She turned to Hawthorn. “I know you met with Townsend. Was there a message for me, or was it all subterfuge to get this meeting?”
“No, he had a message he wanted me to deliver to you and the Council.”
“And it is?”
“That you and the hairy bastards you serve can go straight to hell.”
Wendy inclined her head, as if in resignation. She raised her right hand and then lowered it, quickly. If it was a signal to someone, that someone wasn’t watching.
Scott’s reflexes twitched as he anticipated gunfire. But when none came, he knew there was only one likely explanation: Mara had neutralized whatever threat had been out there. But that meant she might have seen whom he was talking to. He couldn’t bear that thought.

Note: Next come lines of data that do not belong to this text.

//! Provider adapters for upstream LLM backends
//!
//! One adapter per provider variant. The adapter owns everything that is
//! specific to a backend's wire format: base URL and target-URL
//! construction, credential injection, which client headers pass through,
//! request-body rewriting, model-name mapping, and (for Bedrock) decoding
//! the binary event-stream response back into SSE.
//!
//! Adapters are used through `Arc<dyn ProviderAdapter>`, so async methods
//! use `Pin<Box<dyn Future>>` return types for dyn-compatibility.

pub mod anthropic;
pub mod azure;
pub mod bedrock;
pub mod descriptor;
pub mod eventstream;
pub mod headers;
pub mod model_map;
pub mod ollama;
pub mod openai;
pub mod sigv4;
pub mod vertex;

pub use descriptor::{ProviderDescriptor, Variant};
pub use model_map::{model_group, ModelMap};

use std::future::Future;
use std::pin::Pin;

use bytes::Bytes;
use credential_pool::CredentialRecord;
use reqwest::header::HeaderMap;

/// What a provider variant can do, consulted by the router and handler.
#[derive(Debug, Clone, Copy, Default)]
pub struct Capabilities {
    /// Backend speaks SSE natively for streamed responses.
    pub streaming: bool,
    /// Adapter accepts transparent passthrough of the client's own
    /// credential (still gated by the deployment's auth policy).
    pub transparent_auth: bool,
    /// `transform_request` rewrites the body rather than passing it through.
    pub body_rewrite: bool,
    /// The target URL embeds the model rather than mirroring the client path.
    pub url_rewrite: bool,
    /// Streamed responses arrive in the binary event-stream framing and
    /// need `stream_decoder()` before they are SSE.
    pub binary_event_stream: bool,
}

/// A request body and the URL it should be sent to.
#[derive(Debug, Clone)]
pub struct TransformedRequest {
    pub body: Bytes,
    pub url: String,
}

/// The outbound request being assembled for the backend.
#[derive(Debug)]
pub struct UpstreamRequest {
    pub url: String,
    pub headers: HeaderMap,
    pub body: Bytes,
}

/// Errors from adapter operations.
#[derive(Debug, thiserror::Error)]
pub enum Error {
    #[error("invalid request: {0}")]
    InvalidRequest(String),

    #[error("credential mismatch: {0}")]
    Credential(String),

    #[error("authentication failed: {0}")]
    Auth(String),

    #[error("stream decode error: {0}")]
    Decode(String),
}

/// Result alias for adapter operations.
pub type Result<T> = std::result::Result<T, Error>;

/// Decodes a backend's native streaming format into SSE bytes.
///
/// Stateful: frames may straddle chunk boundaries, so the decoder keeps an
/// internal buffer between `feed` calls.
pub trait StreamDecoder: Send {
    /// Feed raw upstream bytes; returns zero or more complete SSE events.
    fn feed(&mut self, chunk: &[u8]) -> Result<Bytes>;
}

/// Abstraction over upstream provider wire formats.
pub trait ProviderAdapter: Send + Sync {
    /// Human-readable name for logs and the admin summary.
    fn display_name(&self) -> &str;

    /// Configured base URL.
    fn base_url(&self) -> &str;

    fn capabilities(&self) -> Capabilities;

    /// Map a client-facing model identifier to the backend's identifier by
    /// longest-prefix match; unmapped models pass through unchanged.
    fn map_model(&self, client_model: &str) -> String;

    /// The client-facing model identifiers this provider serves.
    fn list_models(&self) -> Vec<String>;

    /// Whether the provider can serve the requested model.
    fn supports_model(&self, client_model: &str) -> bool;

    /// Select which client headers travel to the backend.
    fn forward_headers(&self, client_headers: &HeaderMap) -> HeaderMap;

    /// Rewrite the request body and produce the target URL.
    fn transform_request(
        &self,
        body: &serde_json::Value,
        path: &str,
        streaming: bool,
    ) -> Result<TransformedRequest>;

    /// Install the credential's material on the outbound request. Async
    /// because some variants fetch or refresh a token first.
    fn authenticate<'a>(
        &'a self,
        request: &'a mut UpstreamRequest,
        credential: &'a CredentialRecord,
    ) -> Pin<Box<dyn Future<Output = Result<()>> + Send + 'a>>;

    /// Decoder for backends whose stream is not already SSE.
    fn stream_decoder(&self) -> Option<Box<dyn StreamDecoder>> {
        None
    }
}

/// Build the adapter for a provider descriptor.
pub fn build_adapter(descriptor: &ProviderDescriptor) -> std::sync::Arc<dyn ProviderAdapter> {
    match descriptor.variant {
        Variant::Anthropic => std::sync::Arc::new(anthropic::AnthropicAdapter::new(descriptor)),
        Variant::OpenAiClaude => std::sync::Arc::new(openai::OpenAiClaudeAdapter::new(descriptor)),
        Variant::Ollama => std::sync::Arc::new(ollama::OllamaAdapter::new(descriptor)),
        Variant::Bedrock => std::sync::Arc::new(bedrock::BedrockAdapter::new(descriptor)),
        Variant::Azure => std::sync::Arc::new(azure::AzureAdapter::new(descriptor)),
        Variant::Vertex => std::sync::Arc::new(vertex::VertexAdapter::new(descriptor)),
    }
}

Wendy raised her hand again and snapped it down.
Fear replaced the smug look on her face.
“Expecting someone?” Scott said.
“How about me, Mom?” Mara said, walking out from the darkness. “Were you expecting me?”
CHAPTER 42
Asset squinted his eyes open, feeling like he had to crawl out of a dark hole trying to pull him back down into unconsciousness. A burst of pain in his side and in the back of his head took his breath away. Light flashed, exploding into a million points of pain that cascaded through his body.
There was comfort to be had if he just let himself slip back asleep, but he fought against it. The person who’d hit him was still alive. And he needed to take care of that.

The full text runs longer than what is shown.